This can be done using SSM Parameter Feature.It returns the Service/Product Full Name.
Below is a sample AWS Lambda Code
import json
import boto3
def lambda_handler(event, context):
service_list = []
ssmClient = boto3.client("ssm", region_name = "us-east-1")
list_servie_path = ssmClient.get_parameters_by_path(
Path = "/aws/service/global-infrastructure/services"
)
if len(list_servie_path["Parameters"]) > 0:
for pathData in list_servie_path["Parameters"]:
list_servie_names = ssmClient.get_parameters_by_path(
Path = pathData["Name"]
)
service_list.append(list_servie_names["Parameters"][0]["Value"])

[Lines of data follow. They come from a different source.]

//! OHLCV bar and time series representation.

use chrono::NaiveDate;
use serde::Serialize;

use crate::domain::error::TradelensError;
use crate::domain::stats::pct_changes;

#[derive(Debug, Clone, PartialEq, Serialize)]
pub struct Bar {
    pub date: NaiveDate,
    pub open: f64,
    pub high: f64,
    pub low: f64,
    pub close: f64,
    pub volume: i64,
}

impl Bar {
    fn prices(&self) -> [(&'static str, f64); 4] {
        [
            ("open", self.open),
            ("high", self.high),
            ("low", self.low),
            ("close", self.close),
        ]
    }
}

/// Ordered bars for one symbol. Dates are strictly increasing and every
/// price is finite and positive.
#[derive(Debug, Clone, PartialEq, Serialize)]
pub struct TimeSeries {
    symbol: String,
    bars: Vec<Bar>,
}

impl TimeSeries {
    pub fn new(symbol: impl Into<String>, bars: Vec<Bar>) -> Result<Self, TradelensError> {
        let symbol = symbol.into();
        if let Some(w) = bars.windows(2).find(|w| w[1].date <= w[0].date) {
            return Err(TradelensError::invalid(format!(
                "{symbol}: bar dates must be strictly increasing ({} followed by {})",
                w[0].date, w[1].date
            )));
        }
        for bar in &bars {
            let bad = bar
                .prices()
                .into_iter()
                .find(|(_, v)| !(v.is_finite() && *v > 0.0));
            if let Some((field, value)) = bad {
                return Err(TradelensError::invalid(format!(
                    "{symbol}: {field} on {} must be a positive finite price, got {value}",
                    bar.date
                )));
            }
        }
        Ok(Self { symbol, bars })
    }

    pub fn symbol(&self) -> &str {
        &self.symbol
    }

    pub fn bars(&self) -> &[Bar] {
        &self.bars
    }

    pub fn len(&self) -> usize {
        self.bars.len()
    }

    pub fn is_empty(&self) -> bool {
        self.bars.is_empty()
    }

    pub fn last(&self) -> Option<&Bar> {
        self.bars.last()
    }

    pub fn dates(&self) -> Vec<NaiveDate> {
        self.bars.iter().map(|b| b.date).collect()
    }

    pub fn closes(&self) -> Vec<f64> {
        self.bars.iter().map(|b| b.close).collect()
    }

    pub fn highs(&self) -> Vec<f64> {
        self.bars.iter().map(|b| b.high).collect()
    }

    pub fn lows(&self) -> Vec<f64> {
        self.bars.iter().map(|b| b.low).collect()
    }

    /// The first `n` bars as a new series (clamped to the series length).
    pub fn prefix(&self, n: usize) -> TimeSeries {
        TimeSeries {
            symbol: self.symbol.clone(),
            bars: self.bars[..n.min(self.bars.len())].to_vec(),
        }
    }

    /// Close-to-close percentage changes; one shorter than the series.
    pub fn daily_returns(&self) -> Vec<f64> {
        pct_changes(&self.closes())
    }
}
//! Exponential Moving Average indicator.
//!
//! alpha = 2/(n+1), EMA[0] = C[0], EMA[i] = C[i]*alpha + EMA[i-1]*(1-alpha).
//! Defined from the first bar; there is no warm-up gap.

use crate::domain::error::TradelensError;
use crate::domain::indicator::{IndicatorSeries, IndicatorType};
use crate::domain::ohlcv::TimeSeries;

pub fn ema_alpha(span: usize) -> f64 {
    2.0 / (span as f64 + 1.0)
}

pub fn exponential_moving_average(values: &[f64], span: usize) -> Result<Vec<f64>, TradelensError> {
    if values.is_empty() {
        return Err(TradelensError::InsufficientData { have: 0, need: 1 });
    }
    if span == 0 {
        return Err(TradelensError::invalid("span must be positive"));
    }

    let alpha = ema_alpha(span);
    let mut out = Vec::with_capacity(values.len());
    let mut ema = values[0];
    out.push(ema);
    for &value in &values[1..] {
        ema = value * alpha + ema * (1.0 - alpha);
        out.push(ema);
    }
    Ok(out)
}

pub fn calculate_ema(series: &TimeSeries, span: usize) -> Result<IndicatorSeries, TradelensError> {
    let values = exponential_moving_average(&series.closes(), span)?;
    Ok(IndicatorSeries::from_values(
        IndicatorType::Ema(span),
        series,
        values.into_iter().map(Some).collect(),
    ))
}

#[cfg(test)]
mod tests {
    use super::*;
    use crate::domain::ohlcv::Bar;
    use chrono::NaiveDate;
    use proptest::prelude::*;

    fn make_series(prices: &[f64]) -> TimeSeries {
        let bars = prices
            .iter()
            .enumerate()
            .map(|(i, &close)| Bar {
                date: NaiveDate::from_ymd_opt(2024, 1, (i + 1) as u32).unwrap(),
                open: close,
                high: close,
                low: close,
                close,
                volume: 1000,
            })
            .collect();
        TimeSeries::new("TEST", bars).unwrap()
    }

    #[test]
    fn ema_no_warmup() {
        let series = make_series(&[10.0, 20.0, 30.0, 40.0, 50.0]);
        let ema = calculate_ema(&series, 3).unwrap();
        assert_eq!(ema.warmup(), 0);
        assert_eq!(ema.value_at(0), Some(10.0));
    }

    #[test]
    fn ema_recursive_calculation() {
        let out = exponential_moving_average(&[10.0, 20.0, 30.0, 40.0], 3).unwrap();
        let k = 2.0 / 4.0;

        assert!((out[0] - 10.0).abs() < f64::EPSILON);
        let e1 = 20.0 * k + 10.0 * (1.0 - k);
        assert!((out[1] - e1).abs() < f64::EPSILON);
        let e2 = 30.0 * k + e1 * (1.0 - k);
        assert!((out[2] - e2).abs() < f64::EPSILON);
        let e3 = 40.0 * k + e2 * (1.0 - k);
        assert!((out[3] - e3).abs() < f64::EPSILON);
    }

    #[test]
    fn ema_span_1_tracks_input() {
        let out = exponential_moving_average(&[10.0, 20.0, 30.0], 1).unwrap();
        assert_eq!(out, vec![10.0, 20.0, 30.0]);
    }

    #[test]
    fn ema_equal_prices() {
        let out = exponential_moving_average(&[100.0; 5], 3).unwrap();
        for v in out {
            assert!((v - 100.0).abs() < f64::EPSILON);
        }
    }

    #[test]
    fn ema_span_longer_than_series_is_allowed() {
        let out = exponential_moving_average(&[1.0, 2.0], 26).unwrap();
        assert_eq!(out.len(), 2);
    }

    #[test]
    fn ema_empty_input() {
        let result = exponential_moving_average(&[], 3);
        assert!(matches!(result, Err(TradelensError::InsufficientData { .. })));
    }

    #[test]
    fn ema_zero_span() {
        let result = exponential_moving_average(&[1.0], 0);
        assert!(matches!(result, Err(TradelensError::InvalidParameter { .. })));
    }

    #[test]
    fn ema_smoothing_factor() {
        assert!((ema_alpha(10) - 2.0 / 11.0).abs() < f64::EPSILON);
    }

    proptest! {
        #[test]
        fn ema_recurrence_holds(
            prices in prop::collection::vec(-1000.0f64..1000.0, 1..100),
            span in 1usize..50,
        ) {
            let out = exponential_moving_average(&prices, span).unwrap();
            let alpha = ema_alpha(span);
            prop_assert_eq!(out[0], prices[0]);
            for t in 1..prices.len() {
                prop_assert_eq!(out[t], prices[t] * alpha + out[t - 1] * (1.0 - alpha));
            }
        }
    }
}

if "NextToken" in list_servie_path:
NextToken = list_servie_path["NextToken"]
while True:
list_servie_path = ssmClient.get_parameters_by_path(
Path = "/aws/service/global-infrastructure/services",
NextToken = NextToken
)
if len(list_servie_path["Parameters"]) > 0:
for pathData in list_servie_path["Parameters"]:
list_servie_names = ssmClient.get_parameters_by_path(
Path = pathData["Name"]
)
service_list.append(list_servie_names["Parameters"][0]["Value"])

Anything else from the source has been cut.